Windows 7 and newer can resize NTFS partitions in place, but can't move the start of the partition. To resize in place, you want Start -> Windows Administrative Tools -> Computer Management -> Disk Management.

From here you can right click partitions to expand or shrink. This can even resize your system partition.

If you want to move the partition using Window's built in tools, you'll need to manually shuffle files around. For a non-system partition, the way I'd do it is:

  1. Delete A (the empty partition at the start of the disk) and create a new partition as "New B"
  2. Move as much data from B to "New B" as you can. Use Shift+click to select in Windows explorer and then right click to get properties and wait till it shows a size. This will tell you how much you have selected so you can see if it will all fit.
  3. If "New B" fills up before B is empty, then use the above tool to shrink B as much as possible.
  4. Make a new temporary partition "temp1" at the end of the disk in the space B filled up. No start copying from B to "temp1"
  5. Repeat 3,4 with "temp2", "temp3", etc until B is empty
  6. Delete B; it's empty
  7. Expand "New B"
  8. Start copying files from the temp partition that's nearest the front of the disk.
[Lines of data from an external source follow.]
// THEORY:
// The expensive segmenters are black boxes. The ROI engine only knows their
// contracts, expressed here as two capability traits:
//
// - `ForegroundExtractor`: given a color image and a seed rectangle that is known
//   to contain the organ, return a foreground mask (GrabCut-style).
// - `ExternalSegmenter`: given a grayscale image and an initial level-set mask,
//   return the converged region (Chan-Vese-style).
//
// The command-line implementations in this file exchange files with the tool
// through a per-task `ScratchDir` and run it as a child process with a hard
// timeout. A child that outlives its timeout is killed.
//
// Key architectural principles:
// 1.  **Capabilities, not call sites**: the policy holds `Arc<dyn Trait>`, so a
//     native backend (see `grabcut.rs`) or a test double can replace a command.
// 2.  **Bounded occupancy**: every tool invocation is wrapped in
//     `tokio::time::timeout`, so a stuck tool cannot pin a worker forever.
// 3.  **Validated output**: a missing output file, an undecodable one, or one
//     whose size differs from the input is a tool failure, not a crash.

use crate::config::{ChanVeseParams, ForegroundConfig, LeafSolverConfig};
use crate::core_modules::mask::Mask;
use crate::core_modules::scratch::ScratchDir;
use crate::core_modules::utils::task::blocking;
use crate::error::{RoiError, RoiResult};
use async_trait::async_trait;
use image::{GrayImage, RgbImage};
use std::ffi::OsString;
use std::path::{Path, PathBuf};
use std::process::Stdio;
use std::time::Duration;
use tokio::process::Command;
use tracing::debug;

/// Rectangle, in pixels, that seeds foreground extraction.
#[derive(Debug, Clone, Copy, PartialEq, Eq)]
pub struct SeedRect {
    pub x: u32,
    pub y: u32,
    pub width: u32,
    pub height: u32,
}

impl SeedRect {
    /// The image shrunk by `margin` pixels on every side.
    pub fn inset(width: u32, height: u32, margin: u32) -> RoiResult<Self> {
        let inner_width = width.checked_sub(2 * margin).filter(|w| *w > 0);
        let inner_height = height.checked_sub(2 * margin).filter(|h| *h > 0);
        match (inner_width, inner_height) {
            (Some(inner_width), Some(inner_height)) => Ok(SeedRect {
                x: margin,
                y: margin,
                width: inner_width,
                height: inner_height,
            }),
            _ => Err(RoiError::DegenerateImage {
                width,
                height,
                reason: "too small for the inset seed rectangle",
            }),
        }
    }
}

/// Initial level set for the contour solver: `-1` outside a centered rectangle,
/// `1` on its one-pixel ring, `0` strictly inside.
#[derive(Debug, Clone, PartialEq, Eq)]
pub struct LevelSetMask {
    width: u32,
    height: u32,
    values: Vec<i8>,
}

impl LevelSetMask {
    /// Rectangle spanning rows [H/6, 5H/6) and columns [W/6, 5W/6).
    pub fn centered_rectangle(width: u32, height: u32) -> Self {
        let (top, bottom) = (height / 6, height * 5 / 6);
        let (left, right) = (width / 6, width * 5 / 6);
        let mut values = vec![-1i8; (width * height) as usize];
        let mut set = |rows: std::ops::Range<u32>, cols: std::ops::Range<u32>, value: i8| {
            for y in rows {
                for x in cols.clone() {
                    values[(y * width + x) as usize] = value;
                }
            }
        };
        set(top..bottom, left..right, 1);
        set(top + 1..bottom.saturating_sub(1), left + 1..right.saturating_sub(1), 0);
        Self {
            width,
            height,
            values,
        }
    }

    pub fn dimensions(&self) -> (u32, u32) {
        (self.width, self.height)
    }

    pub fn value(&self, x: u32, y: u32) -> i8 {
        self.values[(y * self.width + x) as usize]
    }

    /// Whitespace-separated rows, each value followed by a space.
    pub fn to_text(&self) -> String {
        let mut text = String::with_capacity(self.values.len() * 3);
        for row in self.values.chunks(self.width.max(1) as usize) {
            for value in row {
                text.push_str(&value.to_string());
                text.push(' ');
            }
            text.push('\n');
        }
        text
    }
}

#[async_trait]
pub trait ForegroundExtractor: Send + Sync {
    fn name(&self) -> &str;

    /// Foreground mask of `image`, seeded with `seed`. `label` names the task in
    /// scratch paths and logs.
    async fn extract(&self, label: &str, image: &RgbImage, seed: SeedRect) -> RoiResult<Mask>;
}

#[async_trait]
pub trait ExternalSegmenter: Send + Sync {
    fn name(&self) -> &str;

    /// Evolves `initial_mask` over `source` and returns the final region.
    async fn run(
        &self,
        label: &str,
        initial_mask: &LevelSetMask,
        source: &GrayImage,
        params: &ChanVeseParams,
    ) -> RoiResult<Mask>;
}

/// Runs `program` to completion, killing it after `timeout`.
pub async fn run_tool(tool: &str, program: &Path, args: &[OsString], timeout: Duration) -> RoiResult<()> {
    debug!(tool, program = %program.display(), ?args, "invoking external tool");
    let child = Command::new(program)
        .args(args)
        .stdin(Stdio::null())
        .stdout(Stdio::null())
        .stderr(Stdio::piped())
        .kill_on_drop(true)
        .spawn()
        .map_err(|e| RoiError::external(tool, format!("cannot start {}: {e}", program.display())))?;

    // Dropping the wait future on timeout drops the child, which kills it.
    let output = match tokio::time::timeout(timeout, child.wait_with_output()).await {
        Err(_) => {
            return Err(RoiError::external(
                tool,
                format!("timed out after {:.1}s", timeout.as_secs_f64()),
            ));
        }
        Ok(result) => result.map_err(|e| RoiError::external(tool, format!("wait failed: {e}")))?,
    };

    if !output.status.success() {
        let stderr = String::from_utf8_lossy(&output.stderr);
        let last_line = stderr.lines().last().unwrap_or("").trim();
        return Err(RoiError::external(tool, format!("{}: {last_line}", output.status)));
    }
    Ok(())
}

/// Loads a tool's output mask and checks it matches the input size.
fn read_output_mask(tool: &str, path: &Path, width: u32, height: u32) -> RoiResult<Mask> {
    if !path.is_file() {
        return Err(RoiError::external(tool, format!("no output at {}", path.display())));
    }
    let mask = image::open(path)
        .map_err(|e| RoiError::external(tool, format!("unreadable output {}: {e}", path.display())))?
        .to_luma8();
    if mask.dimensions() != (width, height) {
        return Err(RoiError::external(
            tool,
            format!(
                "output is {}x{}, expected {width}x{height}",
                mask.width(),
                mask.height()
            ),
        ));
    }
    Ok(mask)
}

/// Chan-Vese level-set tool driven through its command line:
/// `chanvese phi0:<mask.txt> mu:.. nu:.. lambda1:.. lambda2:.. tol:.. dt:..
/// maxiter:.. iterperframe:.. <source.bmp> <animation.gif> <final.bmp>`.
#[derive(Debug, Clone)]
pub struct ChanVeseCommand {
    program: PathBuf,
    leading_args: Vec<String>,
    timeout: Duration,
    scratch_root: PathBuf,
}

impl ChanVeseCommand {
    pub fn new(program: impl Into<PathBuf>, timeout: Duration, scratch_root: impl Into<PathBuf>) -> Self {
        Self {
            program: program.into(),
            leading_args: Vec::new(),
            timeout,
            scratch_root: scratch_root.into(),
        }
    }

    pub fn from_config(config: &LeafSolverConfig) -> Self {
        Self::new(&config.program, config.timeout(), config.scratch_root())
            .with_leading_args(config.leading_args.clone())
    }

    /// Arguments placed before the tool's own, e.g. for an interpreter wrapper.
    pub fn with_leading_args(mut self, args: Vec<String>) -> Self {
        self.leading_args = args;
        self
    }
}

#[async_trait]
impl ExternalSegmenter for ChanVeseCommand {
    fn name(&self) -> &str {
        "chanvese"
    }

    async fn run(
        &self,
        label: &str,
        initial_mask: &LevelSetMask,
        source: &GrayImage,
        params: &ChanVeseParams,
    ) -> RoiResult<Mask> {
        let (width, height) = source.dimensions();
        if initial_mask.dimensions() != (width, height) {
            return Err(RoiError::external(self.name(), "initial mask does not match the source size"));
        }

        let scratch = ScratchDir::create(&self.scratch_root, label)?;
        let source_path = scratch.file("source.bmp");
        let mask_path = scratch.file("phi0.txt");
        let animation_path = scratch.file("animation.gif");
        let final_path = scratch.file("final.bmp");

        {
            let source = source.clone();
            let text = initial_mask.to_text();
            let (source_path, mask_path) = (source_path.clone(), mask_path.clone());
            blocking(self.name(), move || {
                source.save(&source_path).map_err(|e| RoiError::Encode {
                    path: source_path.clone(),
                    source: e,
                })?;
                std::fs::write(&mask_path, text)
                    .map_err(|e| RoiError::io(format!("writing {}", mask_path.display()), e))
            })
            .await?;
        }

        let mut args: Vec<OsString> = self.leading_args.iter().map(OsString::from).collect();
        let mut phi0 = OsString::from("phi0:");
        phi0.push(&mask_path);
        args.push(phi0);
        args.extend(params.to_args().into_iter().map(OsString::from));
        args.extend([
            source_path.into_os_string(),
            animation_path.into_os_string(),
            final_path.clone().into_os_string(),
        ]);

        run_tool(self.name(), &self.program, &args, self.timeout).await?;

        let tool = self.name().to_string();
        // `scratch` stays alive until the mask has been read back.
        let mask = blocking(self.name(), move || read_output_mask(&tool, &final_path, width, height)).await;
        drop(scratch);
        mask
    }
}

/// Foreground extraction delegated to an external program, invoked as
/// `<program> <input.png> <x> <y> <width> <height> <output_mask.png>`.
#[derive(Debug, Clone)]
pub struct CommandForegroundExtractor {
    program: PathBuf,
    leading_args: Vec<String>,
    timeout: Duration,
    scratch_root: PathBuf,
}

impl CommandForegroundExtractor {
    pub fn new(program: impl Into<PathBuf>, timeout: Duration, scratch_root: impl Into<PathBuf>) -> Self {
        Self {
            program: program.into(),
            leading_args: Vec::new(),
            timeout,
            scratch_root: scratch_root.into(),
        }
    }

    /// `None` when no command is configured.
    pub fn from_config(config: &ForegroundConfig) -> Option<Self> {
        config.command.as_ref().map(|program| {
            Self::new(program, config.timeout(), config.scratch_root())
                .with_leading_args(config.leading_args.clone())
        })
    }

    pub fn with_leading_args(mut self, args: Vec<String>) -> Self {
        self.leading_args = args;
        self
    }
}

#[async_trait]
impl ForegroundExtractor for CommandForegroundExtractor {
    fn name(&self) -> &str {
        "foreground-command"
    }

    async fn extract(&self, label: &str, image: &RgbImage, seed: SeedRect) -> RoiResult<Mask> {
        let (width, height) = image.dimensions();
        let scratch = ScratchDir::create(&self.scratch_root, label)?;
        let input_path = scratch.file("input.png");
        let output_path = scratch.file("mask.png");

        {
            let image = image.clone();
            let input_path = input_path.clone();
            blocking(self.name(), move || {
                image.save(&input_path).map_err(|e| RoiError::Encode {
                    path: input_path.clone(),
                    source: e,
                })
            })
            .await?;
        }

        let mut args: Vec<OsString> = self.leading_args.iter().map(OsString::from).collect();
        args.push(input_path.into_os_string());
        args.extend(
            [seed.x, seed.y, seed.width, seed.height]
                .iter()
                .map(|v| OsString::from(v.to_string())),
        );
        args.push(output_path.clone().into_os_string());

        run_tool(self.name(), &self.program, &args, self.timeout).await?;

        let tool = self.name().to_string();
        let mask = blocking(self.name(), move || read_output_mask(&tool, &output_path, width, height)).await;
        drop(scratch);
        mask
    }
}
When it's empty, delete it and expand "New B"
  9. Repeat step 8 until it's done

Free as in Beer

There's tons of "free trial" and "free for home use" software that can resize and even move partitions. These tools usually require rebooting to affect the system partition, but they can move and resize NTFS and FAT partitions used by Windows. If you need to shrink or grow the system partition as one of your steps, use the native tool.

I've used MiniTool and EaseUS recently and both work well. MiniTool tries to trick you into installing Spyware (watch our for "I agree to the terms and want to install the spyware"; uncheck and click next) but is free for both personal and business use. EaseUS is only free for home users and is expensive for businesses with multiple computers. Both nag you with promos to sell you a license.

For your specific use case (a purely data partition) these tools can do it all in 2 steps: 1. delete the A partition 2. resize B to the beginning of the disk

Free as in Speech

Already mentioned above is GParted Live. But you can install GParted on most any linux distro. Most live USB distros allo. I have had trouble with operations on Windows System partitions resulting in a non-bootable Windows installation, however. To tools above won't break your boot.

Gparted works great for any linux partitions or for Windows data partitions.